- [WHAT YOU NEED TO DO] Check every line below for the word "index" and copy the ones that have it.

- [DATA FOR REVIEW]
════

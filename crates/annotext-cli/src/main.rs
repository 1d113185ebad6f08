use annotext_config::Config;
use annotext_engine::{
    CommentPlacement, CursorPosition, FileState, HistoryManager, ScrollPosition, SessionDocument,
    SnapshotTimer, TickOutcome, create_anchor, io,
};
use anyhow::{Context, Result};
use relative_path::{RelativePath, RelativePathBuf};
use std::{
    env,
    path::PathBuf,
    process, thread,
    time::Instant,
};

const COMMANDS: &str = "\
Commands:
  anchor <file> <from> <to>                   print the anchor for a character range
  attach <file> <from> <to> <user> <text...>  comment on a character range
  locate <file>                               show where each comment now sits
  snapshot <file> [line column]               record the file if it changed
  watch <file>                                keep recording the file on the snapshot interval
  history <file>                              list snapshots of the file
  undo <file>                                 step back one snapshot
  redo <file>                                 step forward one snapshot
  autosave on|off                             toggle autosave";

const AUTOSAVE_ON: &str =
    "Autosave is on, so no snapshot history is kept. Run `autosave off` to start one.";

/// Everything a command needs: where the workspace is and how to treat it
struct Workspace {
    root: PathBuf,
    config: Config,
}

impl Workspace {
    fn session(&self) -> Result<SessionDocument> {
        io::load_session(&self.root)
            .with_context(|| format!("Failed to load session for {}", self.root.display()))
    }

    fn history(&self, session: &SessionDocument) -> HistoryManager {
        session.history_manager(self.config.history.history_config())
    }

    fn read(&self, file: &RelativePath) -> Result<String> {
        io::read_file(file, &self.root).with_context(|| format!("Failed to read {file}"))
    }

    fn save(&self, session: &SessionDocument) -> Result<()> {
        io::save_session(&self.root, session)
    }
}

fn main() -> Result<()> {
    env_logger::init();

    let args: Vec<String> = env::args().collect();
    let program = args.first().map(String::as_str).unwrap_or("annotext");
    let config_path = Config::config_path();

    let config = match Config::load() {
        Ok(Some(config)) => config,
        Ok(None) => Config::default(),
        Err(e) => {
            eprintln!("Error: Failed to load config file: {e}");
            eprintln!("Fix or remove {}", config_path.display());
            process::exit(1);
        }
    };

    // Workspace comes from the config file, falling back to the current directory
    let from_config = config.workspace_path.is_some();
    let root = match &config.workspace_path {
        Some(path) => path.clone(),
        None => env::current_dir()?,
    };

    if let Err(e) = io::validate_workspace(&root) {
        let source = if from_config {
            format!(" from config file '{}'", config_path.display())
        } else {
            String::new()
        };
        eprintln!(
            "Error: Workspace '{}'{} is invalid: {e}",
            root.display(),
            source
        );
        process::exit(1);
    }

    let workspace = Workspace { root, config };
    let rest: Vec<&str> = args.iter().skip(2).map(String::as_str).collect();

    match (args.get(1).map(String::as_str), rest.as_slice()) {
        (Some("anchor"), [file, from, to]) => anchor(&workspace, file, from, to),
        (Some("attach"), [file, from, to, user, text @ ..]) if !text.is_empty() => {
            attach(&workspace, file, from, to, user, &text.join(" "))
        }
        (Some("locate"), [file]) => locate(&workspace, file),
        (Some("snapshot"), [file]) => snapshot(&workspace, file, CursorPosition::default()),
        (Some("snapshot"), [file, line, column]) => {
            let cursor =
                CursorPosition::new(parse_number(line, "line")?, parse_number(column, "column")?);
            snapshot(&workspace, file, cursor)
        }
        (Some("watch"), [file]) => watch(&workspace, file),
        (Some("history"), [file]) => history(&workspace, file),
        (Some("undo"), [file]) => step(&workspace, file, Step::Undo),
        (Some("redo"), [file]) => step(&workspace, file, Step::Redo),
        (Some("autosave"), ["on"]) => autosave(&workspace, true),
        (Some("autosave"), ["off"]) => autosave(&workspace, false),
        _ => usage(program),
    }
}

fn usage(program: &str) -> ! {
    eprintln!("Usage: {program} <command> [args]");
    eprintln!("{COMMANDS}");
    process::exit(1);
}

fn parse_number(value: &str, name: &str) -> Result<usize> {
    value
        .parse()
        .with_context(|| format!("{name} must be a non-negative number, got '{value}'"))
}

fn anchor(workspace: &Workspace, file: &str, from: &str, to: &str) -> Result<()> {
    let content = workspace.read(RelativePath::new(file))?;
    let anchor = create_anchor(
        &content,
        parse_number(from, "from")?,
        parse_number(to, "to")?,
    )?;
    println!("{}", serde_json::to_string_pretty(&anchor)?);
    Ok(())
}

fn attach(
    workspace: &Workspace,
    file: &str,
    from: &str,
    to: &str,
    user: &str,
    text: &str,
) -> Result<()> {
    let file = RelativePath::new(file);
    let content = workspace.read(file)?;
    let mut session = workspace.session()?;
    let mut comments = session.comment_store();

    let id = comments
        .attach(
            file,
            user,
            &content,
            parse_number(from, "from")?,
            parse_number(to, "to")?,
            text,
        )?
        .id
        .clone();

    session.store_comments(&comments);
    workspace.save(&session)?;
    println!("{id}");
    Ok(())
}

fn locate(workspace: &Workspace, file: &str) -> Result<()> {
    let file = RelativePath::new(file);
    let content = workspace.read(file)?;
    let comments = workspace.session()?.comment_store();

    for placement in comments.locate(file, &content, &workspace.config.anchoring) {
        let comment = placement.comment();
        let text = comment
            .thread
            .first()
            .map(|reply| reply.text.as_str())
            .unwrap_or_default();
        let status = if comment.resolved { " (resolved)" } else { "" };
        match placement {
            CommentPlacement::Anchored { range, .. } => {
                println!("{} {}..{}{status} {text}", comment.id, range.from, range.to)
            }
            CommentPlacement::Orphaned { .. } => {
                println!("{} orphaned{status} {text}", comment.id)
            }
        }
    }
    Ok(())
}

fn snapshot(workspace: &Workspace, file: &str, cursor: CursorPosition) -> Result<()> {
    let file = RelativePathBuf::from(file);
    let content = workspace.read(&file)?;
    let mut session = workspace.session()?;
    if !session.keeps_history() {
        println!("{AUTOSAVE_ON}");
        return Ok(());
    }
    let mut history = workspace.history(&session);

    let recorded = history.record_if_changed(FileState {
        file_path: file.clone(),
        content,
        cursor,
        scroll: ScrollPosition::default(),
    });

    if recorded {
        session.session.active_file = Some(file.clone());
        if !session.session.open_files.contains(&file) {
            session.session.open_files.push(file.clone());
        }
        session.store_file_history(&history, &file);
        workspace.save(&session)?;
        println!("recorded");
    } else {
        println!("unchanged");
    }
    Ok(())
}

fn watch(workspace: &Workspace, file: &str) -> Result<()> {
    let file = RelativePathBuf::from(file);
    if !workspace.session()?.keeps_history() {
        println!("{AUTOSAVE_ON}");
        return Ok(());
    }
    let mut timer = SnapshotTimer::new(workspace.config.history.snapshot_interval());

    let root = workspace.root.clone();
    let watched = file.clone();
    timer.start(move || match io::read_file(&watched, &root) {
        Ok(content) => Some(FileState {
            file_path: watched.clone(),
            content,
            cursor: CursorPosition::default(),
            scroll: ScrollPosition::default(),
        }),
        Err(e) => {
            log::warn!("Skipping snapshot of {watched}: {e}");
            None
        }
    });

    log::info!("Watching {file} every {:?}", timer.interval());
    println!("Watching {file}, press Ctrl-C to stop");

    while let Some(due) = timer.next_due() {
        thread::sleep(due.saturating_duration_since(Instant::now()));

        // Other commands may have saved the session since the last tick
        let mut session = workspace.session()?;
        if !session.keeps_history() {
            timer.stop();
            println!("Autosave was turned on, stopped watching {file}");
            break;
        }
        let mut history = workspace.history(&session);

        if timer.tick(Instant::now(), &mut history) == TickOutcome::Recorded {
            session.store_file_history(&history, &file);
            workspace.save(&session)?;
            let count = history.history(&file).map_or(0, |h| h.len());
            println!("recorded snapshot {count}");
        }
    }
    Ok(())
}

fn history(workspace: &Workspace, file: &str) -> Result<()> {
    let session = workspace.session()?;
    let Some(file_history) = session.file_history.get(RelativePath::new(file)) else {
        println!("No history for {file}");
        return Ok(());
    };

    for (index, snapshot) in file_history.snapshots().iter().enumerate() {
        let marker = if file_history.current_index() == Some(index) {
            "*"
        } else {
            " "
        };
        println!(
            "{marker} {index:>3}  {}  {} chars  cursor {}:{}",
            snapshot.timestamp,
            snapshot.content.chars().count(),
            snapshot.cursor.line,
            snapshot.cursor.column
        );
    }
    Ok(())
}

#[derive(Clone, Copy)]
enum Step {
    Undo,
    Redo,
}

fn step(workspace: &Workspace, file: &str, step: Step) -> Result<()> {
    let file = RelativePath::new(file);
    let mut session = workspace.session()?;
    let mut history = workspace.history(&session);

    let restored = match step {
        Step::Undo => history.undo(file),
        Step::Redo => history.redo(file),
    }
    .map(|snapshot| snapshot.content.clone());

    let Some(content) = restored else {
        let action = match step {
            Step::Undo => "undo",
            Step::Redo => "redo",
        };
        println!("Nothing to {action} for {file}");
        return Ok(());
    };

    io::write_file(file, &workspace.root, &content)
        .with_context(|| format!("Failed to write {file}"))?;
    session.store_history(&history);
    workspace.save(&session)?;
    print!("{content}");
    Ok(())
}

fn autosave(workspace: &Workspace, enabled: bool) -> Result<()> {
    let mut session = workspace.session()?;
    let mut history = workspace.history(&session);
    session.set_autosave(enabled, &mut history);
    workspace.save(&session)?;
    println!("autosave {}", if enabled { "on" } else { "off" });
    Ok(())
}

════

- [SOLUTION BELOW]
    for (index, snapshot) in file_history.snapshots().iter().enumerate() {
        let marker = if file_history.current_index() == Some(index) {
            "{marker} {index:>3}  {}  {} chars  cursor {}:{}",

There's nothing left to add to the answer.